No, we use "factor values" for water, F/U's for drainage. (who's on first?)

Like I said, my code is different, it sucks trying to cross reference with other states.

I'm....so....lonely.

****


----------



## GrumpyPlumber (Jun 12, 2008)

OldSchool said:


> lets see if this shows up better.... 2.7 fu on cold line


You just had to really screw things up, metric...LPF...aaarrrgh!


----------



## Tommy plumber (Feb 19, 2010)

GrumpyPlumber said:


> No, we use "factor values" for water, F/U's for drainage. (who's on first?)
> 
> Like I said, my code is different, it sucks trying to cross reference with other states.
> 
> ...


 






I should have stated 'WSFU', not just 'FU', my mistake; it's late and I'm tired.


----------



## easttexasplumb (Oct 13, 2010)

OldSchool said:


> How many plumbing fixtures can you do on a 1/2 water pipe ???
> 
> Sent from my miniature laptop


 

None if you are talking about Sloan valves, a urinal requires 3/4" cold water line


----------



## johnlewismcleod (Apr 6, 2012)

It's got to do with what the service pressure is and fixture unit value of the particular fixtures: higher service pressure = more fixture units allowed.

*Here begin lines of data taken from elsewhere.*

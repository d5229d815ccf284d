//! Frame timing for the backdrop.
//!
//! A single monotonic clock owns elapsed time since scene start. It is read
//! once per frame and never reset while the backdrop runs. Uses `std::time`
//! for high-precision timing with no external dependencies.

use std::time::Instant;

/// Monotonic clock driving the frame loop.
///
/// Tracks elapsed seconds since creation, the per-frame delta, and a frame
/// counter. A fixed delta can be installed for deterministic stepping in
/// tests, in which case elapsed time accumulates by that fixed amount instead
/// of following the wall clock.
#[derive(Debug)]
pub struct Clock {
    /// When the clock was created.
    start: Instant,
    /// When the last frame occurred.
    last_frame: Instant,
    /// Total elapsed time in seconds.
    elapsed_secs: f32,
    /// Time since last frame in seconds.
    delta_secs: f32,
    /// Total frames since start.
    frame_count: u64,
    /// Fixed delta time for deterministic updates (tests).
    fixed_delta: Option<f32>,
}

impl Clock {
    /// Create a new clock starting from now.
    pub fn new() -> Self {
        let now = Instant::now();
        Self {
            start: now,
            last_frame: now,
            elapsed_secs: 0.0,
            delta_secs: 0.0,
            frame_count: 0,
            fixed_delta: None,
        }
    }

    /// Advance the clock by one frame. Call once per rendered frame.
    ///
    /// Returns `(elapsed_time, delta_time)` for convenience.
    pub fn tick(&mut self) -> (f32, f32) {
        let now = Instant::now();

        match self.fixed_delta {
            Some(dt) => {
                // Deterministic mode: elapsed accumulates by the fixed step.
                self.delta_secs = dt;
                self.elapsed_secs += dt;
            }
            None => {
                self.delta_secs = now.duration_since(self.last_frame).as_secs_f32();
                self.elapsed_secs = now.duration_since(self.start).as_secs_f32();
            }
        }

        self.last_frame = now;
        self.frame_count += 1;

        (self.elapsed_secs, self.delta_secs)
    }

    /// Total elapsed time in seconds since start.
    #[inline]
    pub fn elapsed(&self) -> f32 {
        self.elapsed_secs
    }

    /// Time since last frame in seconds.
    #[inline]
    pub fn delta(&self) -> f32 {
        self.delta_secs
    }

    /// Total frames since start.
    #[inline]
    pub fn frame(&self) -> u64 {
        self.frame_count
    }

    /// Install a fixed delta time for deterministic stepping.
    ///
    /// Pass `None` to return to wall-clock timing.
    pub fn set_fixed_delta(&mut self, delta: Option<f32>) {
        self.fixed_delta = delta;
    }
}

impl Default for Clock {
    fn default() -> Self {
        Self::new()
    }
}
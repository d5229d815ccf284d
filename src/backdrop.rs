//! Backdrop runner.
//!
//! [`Backdrop`] wires the scene to a window: winit delivers resize, cursor,
//! and redraw events; each redraw advances the scene one frame, draws it, and
//! requests the next redraw. The loop ends when the window closes.
//!
//! A missing GPU is not an error. The backdrop is decoration; if no adapter
//! or device can be acquired the failure is logged as a warning, no frame
//! loop starts, and [`Backdrop::run`] returns `Ok`.

use std::sync::Arc;

use tracing::{info, warn};
use winit::{
    application::ApplicationHandler,
    event::WindowEvent,
    event_loop::{ActiveEventLoop, ControlFlow, EventLoop},
    window::{Window, WindowId},
};

use crate::config::BackdropConfig;
use crate::error::BackdropError;
use crate::gpu::GpuState;
use crate::scene::Scene;

/// An ambient backdrop, configured and ready to run.
///
/// ```ignore
/// Backdrop::new(BackdropConfig::default().with_palette(Palette::Ocean)).run()?;
/// ```
pub struct Backdrop {
    config: BackdropConfig,
}

impl Backdrop {
    /// Create a backdrop with the given configuration.
    pub fn new(config: BackdropConfig) -> Self {
        Self { config }
    }

    /// Open a window and run the frame loop. Blocks until the window is
    /// closed.
    ///
    /// GPU acquisition failure disables the backdrop and returns `Ok`; only
    /// event loop or window creation problems are reported as errors.
    pub fn run(self) -> Result<(), BackdropError> {
        let event_loop = EventLoop::new()?;
        event_loop.set_control_flow(ControlFlow::Poll);

        let mut app = App::new(self.config);
        event_loop.run_app(&mut app)?;
        Ok(())
    }
}

impl Default for Backdrop {
    fn default() -> Self {
        Self::new(BackdropConfig::default())
    }
}

struct App {
    config: BackdropConfig,
    window: Option<Arc<Window>>,
    scene: Option<Scene>,
    gpu: Option<GpuState>,
}

impl App {
    fn new(config: BackdropConfig) -> Self {
        Self {
            config,
            window: None,
            scene: None,
            gpu: None,
        }
    }

    /// Advance the scene one frame and draw it. Returns `None` without
    /// touching the scene when the backdrop is disabled (no GPU acquired).
    fn redraw_frame(&mut self) -> Option<Result<(), wgpu::SurfaceError>> {
        let scene = self.scene.as_mut()?;
        let gpu = self.gpu.as_mut()?;
        let t = scene.tick();
        Some(gpu.render(scene, t))
    }
}

impl ApplicationHandler for App {
    fn resumed(&mut self, event_loop: &ActiveEventLoop) {
        if self.window.is_some() {
            return;
        }

        let (width, height) = self.config.window_size;
        let window_attrs = Window::default_attributes()
            .with_title(self.config.title.clone())
            .with_inner_size(winit::dpi::LogicalSize::new(width, height));

        let window = match event_loop.create_window(window_attrs) {
            Ok(window) => Arc::new(window),
            Err(e) => {
                warn!(error = %e, "failed to create window, backdrop disabled");
                event_loop.exit();
                return;
            }
        };

        let size = window.inner_size();
        let scene = Scene::new(self.config.clone(), size.width, size.height);

        match pollster::block_on(GpuState::new(window.clone(), &scene)) {
            Ok(gpu) => {
                info!(
                    particles = scene.cloud.len(),
                    shapes = scene.shapes.len(),
                    "backdrop initialized"
                );
                self.gpu = Some(gpu);
                self.scene = Some(scene);
                self.window = Some(window.clone());
                window.request_redraw();
            }
            Err(e) => {
                // Decorative feature: skip it, keep the application alive.
                warn!(error = %e, "rendering unavailable, backdrop disabled");
                event_loop.exit();
            }
        }
    }

    fn window_event(&mut self, event_loop: &ActiveEventLoop, _id: WindowId, event: WindowEvent) {
        match event {
            WindowEvent::CloseRequested => {
                event_loop.exit();
            }
            WindowEvent::Resized(physical_size) => {
                if let Some(scene) = &mut self.scene {
                    scene.set_viewport(physical_size.width, physical_size.height);
                }
                if let Some(gpu) = &mut self.gpu {
                    gpu.resize(physical_size);
                }
            }
            event @ WindowEvent::CursorMoved { .. } => {
                // Last value wins; the smoothed copy catches up next frame.
                if let Some(scene) = &mut self.scene {
                    scene.pointer.handle_event(&event);
                }
            }
            WindowEvent::RedrawRequested => {
                match self.redraw_frame() {
                    // Disabled or drew cleanly.
                    None | Some(Ok(())) => {}
                    Some(Err(wgpu::SurfaceError::Lost)) => {
                        if let Some(gpu) = &mut self.gpu {
                            gpu.resize(winit::dpi::PhysicalSize {
                                width: gpu.config.width,
                                height: gpu.config.height,
                            });
                        }
                    }
                    Some(Err(wgpu::SurfaceError::OutOfMemory)) => event_loop.exit(),
                    Some(Err(e)) => eprintln!("Render error: {:?}", e),
                }
                if let Some(window) = &self.window {
                    window.request_redraw();
                }
            }
            _ => {}
        }
    }
}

It can be a real pain in the arse if an inspector decides to roll up and make you do the math...after you've already installed the system 

For simple light commercial two to three bathrooms, break room, and mop sink it's easy to get by with the no more than 2 fixtures on a 1/2" line and you're generally fine. But if you scale up at all you need to check the service pressure, measure your runs, and break down your fixture units or you are playing Russian Roulette.

I can attest that there is one Fort Worth inspector that will make you do the calculations at top-out and I for one wouldn't want to be on the job-site if the count fell short :whistling2:


----------



## pilot light (Apr 21, 2012)

Tommy plumber said:


> I should have stated 'WSFU', not just 'FU', my mistake; it's late and I'm tired.


 West coast 8 pm with a code book. Thats living the dream!


----------



## Titan Plumbing (Oct 8, 2009)

johnlewismcleod said:


> It's got to do with what the service pressure is and fixture unit value of the particular fixtures: higher service pressure = more fixture units allowed.
> 
> It can be a real pain in the arse if an inspector decides to roll up and make you do the math...after you've already installed the system
> 
> ...


Umm, I thought Freeman had passed...LOL!


----------



## Mississippiplum (Sep 30, 2011)

According to the ihc (international hack code) you can put up to 15 Sloan valves on a single 1/2inch pex feed!!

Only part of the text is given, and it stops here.